START PROVIDED DATA

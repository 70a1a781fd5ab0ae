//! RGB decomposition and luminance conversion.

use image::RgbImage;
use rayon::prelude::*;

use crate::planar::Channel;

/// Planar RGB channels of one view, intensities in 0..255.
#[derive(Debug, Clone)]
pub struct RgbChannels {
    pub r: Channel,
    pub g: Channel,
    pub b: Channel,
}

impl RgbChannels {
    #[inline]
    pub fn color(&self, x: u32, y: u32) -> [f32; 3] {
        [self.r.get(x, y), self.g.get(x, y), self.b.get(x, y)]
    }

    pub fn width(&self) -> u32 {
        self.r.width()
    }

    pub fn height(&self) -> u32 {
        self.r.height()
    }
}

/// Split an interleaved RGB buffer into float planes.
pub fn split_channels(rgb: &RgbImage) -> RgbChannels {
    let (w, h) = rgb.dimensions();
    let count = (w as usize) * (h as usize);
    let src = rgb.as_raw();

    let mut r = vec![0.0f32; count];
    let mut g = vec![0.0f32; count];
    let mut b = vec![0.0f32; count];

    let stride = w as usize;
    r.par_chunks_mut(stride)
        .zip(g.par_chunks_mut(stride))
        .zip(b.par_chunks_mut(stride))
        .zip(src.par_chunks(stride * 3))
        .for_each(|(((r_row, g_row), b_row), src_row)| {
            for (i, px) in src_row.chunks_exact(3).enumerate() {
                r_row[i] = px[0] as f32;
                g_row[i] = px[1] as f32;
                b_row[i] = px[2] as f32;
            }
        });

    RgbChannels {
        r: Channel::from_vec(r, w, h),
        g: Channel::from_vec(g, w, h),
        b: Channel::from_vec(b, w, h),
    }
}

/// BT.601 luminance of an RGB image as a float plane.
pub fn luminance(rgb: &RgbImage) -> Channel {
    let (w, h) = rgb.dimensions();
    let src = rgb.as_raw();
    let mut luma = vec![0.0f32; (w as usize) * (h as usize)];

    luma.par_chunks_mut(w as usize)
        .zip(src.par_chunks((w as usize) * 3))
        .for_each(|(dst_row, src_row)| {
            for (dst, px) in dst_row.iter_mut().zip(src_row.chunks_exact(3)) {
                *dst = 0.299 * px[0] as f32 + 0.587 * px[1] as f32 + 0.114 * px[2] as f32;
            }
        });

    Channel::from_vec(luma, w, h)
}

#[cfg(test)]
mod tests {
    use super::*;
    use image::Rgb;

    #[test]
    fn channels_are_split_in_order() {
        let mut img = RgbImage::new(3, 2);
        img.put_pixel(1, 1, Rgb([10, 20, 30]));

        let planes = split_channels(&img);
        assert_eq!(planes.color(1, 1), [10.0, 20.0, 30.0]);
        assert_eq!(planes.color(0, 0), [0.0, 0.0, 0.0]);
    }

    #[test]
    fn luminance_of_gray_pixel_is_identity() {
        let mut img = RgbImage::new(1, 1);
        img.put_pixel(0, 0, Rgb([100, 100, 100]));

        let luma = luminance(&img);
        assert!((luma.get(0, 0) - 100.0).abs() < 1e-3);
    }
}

END PROVIDED DATA

▸ TASK DETAILS
Your task is to repeat every entry above exactly.

▸ EXERCISE RESPONSE
repository 70a1a781fd5ab0ae
//! RGB decomposition and luminance conversion.

use image::RgbImage;
use rayon::prelude::*;

use crate::planar::Channel;

/// Planar RGB channels of one view, intensities in 0..255.
#[derive(Debug, Clone)]
pub struct RgbChannels {
    pub r: Channel,
    pub g: Channel,
    pub b: Channel,
}

impl RgbChannels {
    #[inline]
    pub fn color(&self, x: u32, y: u32) -> [f32; 3] {
        [self.r.get(x, y), self.g.get(x, y), self.b.get(x, y)]
    }

    pub fn width(&self) -> u32 {
        self.r.width()
    }

    pub fn height(&self) -> u32 {
        self.r.height()
    }
}

/// Split an interleaved RGB buffer into float planes.
pub fn split_channels(rgb: &RgbImage) -> RgbChannels {
    let (w, h) = rgb.dimensions();
    let count = (w as usize) * (h as usize);
    let src = rgb.as_raw();

    let mut r = vec![0.0f32; count];
    let mut g = vec![0.0f32; count];
    let mut b = vec![0.0f32; count];

    let stride = w as usize;
    r.par_chunks_mut(stride)
        .zip(g.par_chunks_mut(stride))
        .zip(b.par_chunks_mut(stride))
        .zip(src.par_chunks(stride * 3))
        .for_each(|(((r_row, g_row), b_row), src_row)| {
            for (i, px) in src_row.chunks_exact(3).enumerate() {
                r_row[i] = px[0] as f32;
                g_row[i] = px[1] as f32;
                b_row[i] = px[2] as f32;
            }
        });

    RgbChannels {
        r: Channel::from_vec(r, w, h),
        g: Channel::from_vec(g, w, h),
        b: Channel::from_vec(b, w, h),
    }
}

/// BT.601 luminance of an RGB image as a float plane.
pub fn luminance(rgb: &RgbImage) -> Channel {
    let (w, h) = rgb.dimensions();
    let src = rgb.as_raw();
    let mut luma = vec![0.0f32; (w as usize) * (h as usize)];

    luma.par_chunks_mut(w as usize)
        .zip(src.par_chunks((w as usize) * 3))
        .for_each(|(dst_row, src_row)| {
            for (dst, px) in dst_row.iter_mut().zip(src_row.chunks_exact(3)) {
                *dst = 0.299 * px[0] as f32 + 0.587 * px[1] as f32 + 0.114 * px[2] as f32;
            }
        });

    Channel::from_vec(luma, w, h)
}

#[cfg(test)]
mod tests {
    use super::*;
    use image::Rgb;

    #[test]
    fn channels_are_split_in_order() {
        let mut img = RgbImage::new(3, 2);
        img.put_pixel(1, 1, Rgb([10, 20, 30]));

        let planes = split_channels(&img);
        assert_eq!(planes.color(1, 1), [10.0, 20.0, 30.0]);
        assert_eq!(planes.color(0, 0), [0.0, 0.0, 0.0]);
    }

    #[test]
    fn luminance_of_gray_pixel_is_identity() {
        let mut img = RgbImage::new(1, 1);
        img.put_pixel(0, 0, Rgb([100, 100, 100]));

        let luma = luminance(&img);
        assert!((luma.get(0, 0) - 100.0).abs() < 1e-3);
    }
}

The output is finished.